Electric with compelling action and trenchant social commentary and perfect for fans of Nikki Erlick’s The Measure, this genre-straddling work of speculative fiction examines ageism from a new and challenging perspective.

In the year 2050, the man known as Zinn is on the run from the consequences of his greatest creation: an artificial genome that wildly increases the human lifespan. His “Methuselah gene” has gone viral, and he’s being hunted by Adele, a semi-retired CIA biowarfare specialist who hopes to find a way to reverse the genome’s effects before it’s too late.
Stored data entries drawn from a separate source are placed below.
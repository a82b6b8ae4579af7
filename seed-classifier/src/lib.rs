//! Classifies simulated electrons by the seeds their reconstructed tracks were
//! built from, and fills fraction and efficiency histograms in transverse
//! momentum and pseudorapidity.
pub mod binning;
pub mod classifier;
pub mod event;
pub mod histogram;
pub mod kinematics;
pub mod output;
pub mod processing;
pub mod source;
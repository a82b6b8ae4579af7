use crate::binning::{BIN_COUNT, ETA_LIMIT};
use seed_validation_common::{Real, metrics::matches_filed::PolicyKind};

/// Names of the seeding steps, indexed by algorithm code.
pub const DEFAULT_ALGORITHM_NAMES: [&str; 7] = [
    "initialStepSeeds",
    "highPtTripletStepSeeds",
    "mixedTripletStepSeeds",
    "pixelLessStepSeeds",
    "tripletElectronSeeds",
    "pixelPairElectronSeeds",
    "stripPairElectronSeeds",
];

/// Pseudorapidity histograms are only filled above this transverse momentum, in GeV.
pub const DEFAULT_ETA_PT_THRESHOLD: Real = 10.0;

/// Decides which simulated electrons are filed, and with which weight.
#[derive(Debug, Clone, Copy, PartialEq)]
pub enum MatchingPolicy {
    /// Tracks from ECAL-driven seeds matched to an electron.
    /// Gives the fraction of reconstructed electrons per seeding step.
    SeedType,
    /// Tracks matched to an electron, whatever the seed driven type.
    /// The driven type picks the category.
    DrivenFraction,
    /// Prompt simulated electrons within `max_abs_eta`, weighted by whether
    /// they were reconstructed from an ECAL-driven seed.
    Efficiency { max_abs_eta: Real },
}

impl MatchingPolicy {
    pub fn efficiency() -> Self {
        Self::Efficiency {
            max_abs_eta: ETA_LIMIT,
        }
    }

    pub fn kind(&self) -> PolicyKind {
        match self {
            Self::SeedType => PolicyKind::SeedType,
            Self::DrivenFraction => PolicyKind::DrivenFraction,
            Self::Efficiency { .. } => PolicyKind::Efficiency,
        }
    }

    /// Whether the vertex and track links of simulated particles are followed.
    pub fn uses_truth_links(&self) -> bool {
        matches!(self, Self::Efficiency { .. })
    }

    /// What the ratio of a category to the total measures.
    pub fn ratio_kind(&self) -> RatioKind {
        match self {
            Self::SeedType | Self::DrivenFraction => RatioKind::Fraction,
            Self::Efficiency { .. } => RatioKind::Efficiency,
        }
    }
}

#[derive(Debug, Clone, Copy, PartialEq, Eq, strum::Display)]
pub enum RatioKind {
    #[strum(to_string = "fraction")]
    Fraction,
    #[strum(to_string = "efficiency")]
    Efficiency,
}

#[derive(Debug, Clone, Copy, PartialEq, Eq, strum::Display)]
pub enum DrivenType {
    #[strum(to_string = "ecal_driven")]
    EcalDriven,
    #[strum(to_string = "trk_driven")]
    TrkDriven,
}

impl DrivenType {
    pub const ALL: [DrivenType; 2] = [Self::EcalDriven, Self::TrkDriven];

    pub fn from_ecal_driven(ecal_driven: bool) -> Self {
        if ecal_driven {
            Self::EcalDriven
        } else {
            Self::TrkDriven
        }
    }

    pub fn index(self) -> usize {
        match self {
            Self::EcalDriven => 0,
            Self::TrkDriven => 1,
        }
    }
}

#[derive(Debug, Clone, PartialEq)]
pub struct ClassifierConfig {
    pub policy: MatchingPolicy,
    /// One category per algorithm code, in code order.
    pub algorithm_names: Vec<String>,
    /// Also break the total transverse momentum down by `|eta|` band.
    pub eta_bands: bool,
    pub eta_pt_threshold: Real,
    pub bin_count: usize,
}

impl ClassifierConfig {
    pub fn new(policy: MatchingPolicy) -> Self {
        Self {
            policy,
            algorithm_names: DEFAULT_ALGORITHM_NAMES.map(str::to_owned).to_vec(),
            eta_bands: false,
            eta_pt_threshold: DEFAULT_ETA_PT_THRESHOLD,
            bin_count: BIN_COUNT,
        }
    }

    pub fn with_eta_bands(self, eta_bands: bool) -> Self {
        Self { eta_bands, ..self }
    }

    pub fn with_algorithm_names(self, algorithm_names: Vec<String>) -> Self {
        Self {
            algorithm_names,
            ..self
        }
    }

    pub fn with_eta_pt_threshold(self, eta_pt_threshold: Real) -> Self {
        Self {
            eta_pt_threshold,
            ..self
        }
    }
}
//! Bin edges used by every histogram of a run, and the pseudorapidity bands
//! used to break the totals down by detector region.
use seed_validation_common::Real;

/// Number of bins in both the momentum and the pseudorapidity histograms.
pub const BIN_COUNT: usize = 50;

/// Lowest momentum edge, in GeV.
pub const MOMENTUM_LOW_EDGE: Real = 0.5;

/// Pseudorapidity histograms cover `[-ETA_LIMIT, ETA_LIMIT]`.
pub const ETA_LIMIT: Real = 2.5;

/// Edges of the `|eta|` bands: barrel, outer barrel, barrel/endcap gap,
/// inner endcap and outer endcap.
pub const ETA_BAND_EDGES: [Real; 6] = [0.0, 1.0, 1.444, 1.556, 2.0, 2.5];
pub const ETA_BAND_COUNT: usize = ETA_BAND_EDGES.len() - 1;

#[derive(Debug, Clone, Copy, PartialEq, Eq, strum::Display)]
pub enum BinningKind {
    /// Logarithmic bins from 0.5 GeV to 200 GeV.
    #[strum(to_string = "momentum")]
    Momentum,
    /// Uniform bins over `[-2.5, 2.5]`.
    #[strum(to_string = "pseudorapidity")]
    Pseudorapidity,
}

/// Returns the `count + 1` edges of `count` bins of the given kind.
///
/// The momentum edges are `0.5` followed by
/// `10^(log10(5) - 1 + i * (log10(2) + 2 - log10(5) + 1) / count)` for `i` in `1..=count`,
/// evaluated in exactly that order so that the edges are reproducible bit for bit.
pub fn edges(count: usize, kind: BinningKind) -> Vec<Real> {
    match kind {
        BinningKind::Momentum => std::iter::once(MOMENTUM_LOW_EDGE)
            .chain((1..=count).map(|i| {
                let exponent = Real::log10(5.0) - 1.0
                    + i as Real * (Real::log10(2.0) + 2.0 - Real::log10(5.0) + 1.0)
                        / count as Real;
                Real::powf(10.0, exponent)
            }))
            .collect(),
        BinningKind::Pseudorapidity => {
            let width = 2.0 * ETA_LIMIT / count as Real;
            (0..=count).map(|i| -ETA_LIMIT + i as Real * width).collect()
        }
    }
}

/// Returns the index of the band containing `|eta|`.
/// Values on or beyond the last edge belong to the last band.
pub fn eta_band(eta: Real) -> usize {
    let abs_eta = eta.abs();
    ETA_BAND_EDGES
        .iter()
        .skip(1)
        .position(|&upper| abs_eta < upper)
        .unwrap_or(ETA_BAND_COUNT - 1)
}

/// Label of the band, e.g. `1.444-1.556`.
pub fn eta_band_label(band: usize) -> Option<String> {
    let low = ETA_BAND_EDGES.get(band)?;
    let high = ETA_BAND_EDGES.get(band + 1)?;
    Some(format!("{low:.3}-{high:.3}"))
}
As the longevity plague spreads, populations explode, economies are upended, and intergenerational resentments boil over. Adele searches for a cure while her former lover, Dan Altman, and his wife, Marion, wealthy political operatives both, become leaders of a movement of hundred-plus-year-old “lifers” and fight to create a sanctuary for the ultra-aged in the wilds of Colorado. Meanwhile, the Altmans’ son, Nolan, thinks he has the answer to the longevity crisis: a suicide pill that kills after one year, a death wish algorithm that will influence the super-aged to take it, and his beautiful daughter, Claire, who is a spokesperson for the growing anti-lifer backlash and the head of the federal government’s new Department for Longevity Management.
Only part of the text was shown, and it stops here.